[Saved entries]
use std::sync::Once;

/// Logger configuration.
///
/// `env_filter` follows the `env_logger` filter syntax (e.g. "info",
/// "voxelotl_engine=debug,wgpu=warn"). When unset, `RUST_LOG` is used, then
/// `info`.
#[derive(Debug, Clone)]
pub struct LoggingConfig {
    pub env_filter: Option<String>,
    pub write_style: env_logger::WriteStyle,
}

impl Default for LoggingConfig {
    fn default() -> Self {
        Self {
            env_filter: None,
            write_style: env_logger::WriteStyle::Auto,
        }
    }
}

impl LoggingConfig {
    /// Filter string the logger will be built with.
    pub fn resolved_filter(&self) -> String {
        self.env_filter
            .clone()
            .or_else(|| std::env::var("RUST_LOG").ok())
            .unwrap_or_else(|| "info".to_owned())
    }
}

static INIT: Once = Once::new();

/// Initializes the global logger once. Later calls are ignored.
pub fn init_logging(config: LoggingConfig) {
    INIT.call_once(|| {
        let mut builder = env_logger::Builder::new();
        builder.parse_filters(&config.resolved_filter());
        builder.write_style(config.write_style);

        // Another logger may already be installed (tests, embedding hosts).
        if builder.try_init().is_err() {
            return;
        }

        log::debug!("logging initialized");
    });
}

_THE PROBLEM_. All that is wanted is the run of lines from the start of the data through the line containing "let mut builder", copied word for word.

_PROBLEM SOLUTION_.
use std::sync::Once;

/// Logger configuration.
///
/// `env_filter` follows the `env_logger` filter syntax (e.g. "info",
/// "voxelotl_engine=debug,wgpu=warn"). When unset, `RUST_LOG` is used, then
/// `info`.
#[derive(Debug, Clone)]
pub struct LoggingConfig {
    pub env_filter: Option<String>,
    pub write_style: env_logger::WriteStyle,
}

impl Default for LoggingConfig {
    fn default() -> Self {
        Self {
            env_filter: None,
            write_style: env_logger::WriteStyle::Auto,
        }
    }
}

impl LoggingConfig {
    /// Filter string the logger will be built with.
    pub fn resolved_filter(&self) -> String {
        self.env_filter
            .clone()
            .or_else(|| std::env::var("RUST_LOG").ok())
            .unwrap_or_else(|| "info".to_owned())
    }
}

static INIT: Once = Once::new();

/// Initializes the global logger once. Later calls are ignored.
pub fn init_logging(config: LoggingConfig) {
    INIT.call_once(|| {
        let mut builder = env_logger::Builder::new();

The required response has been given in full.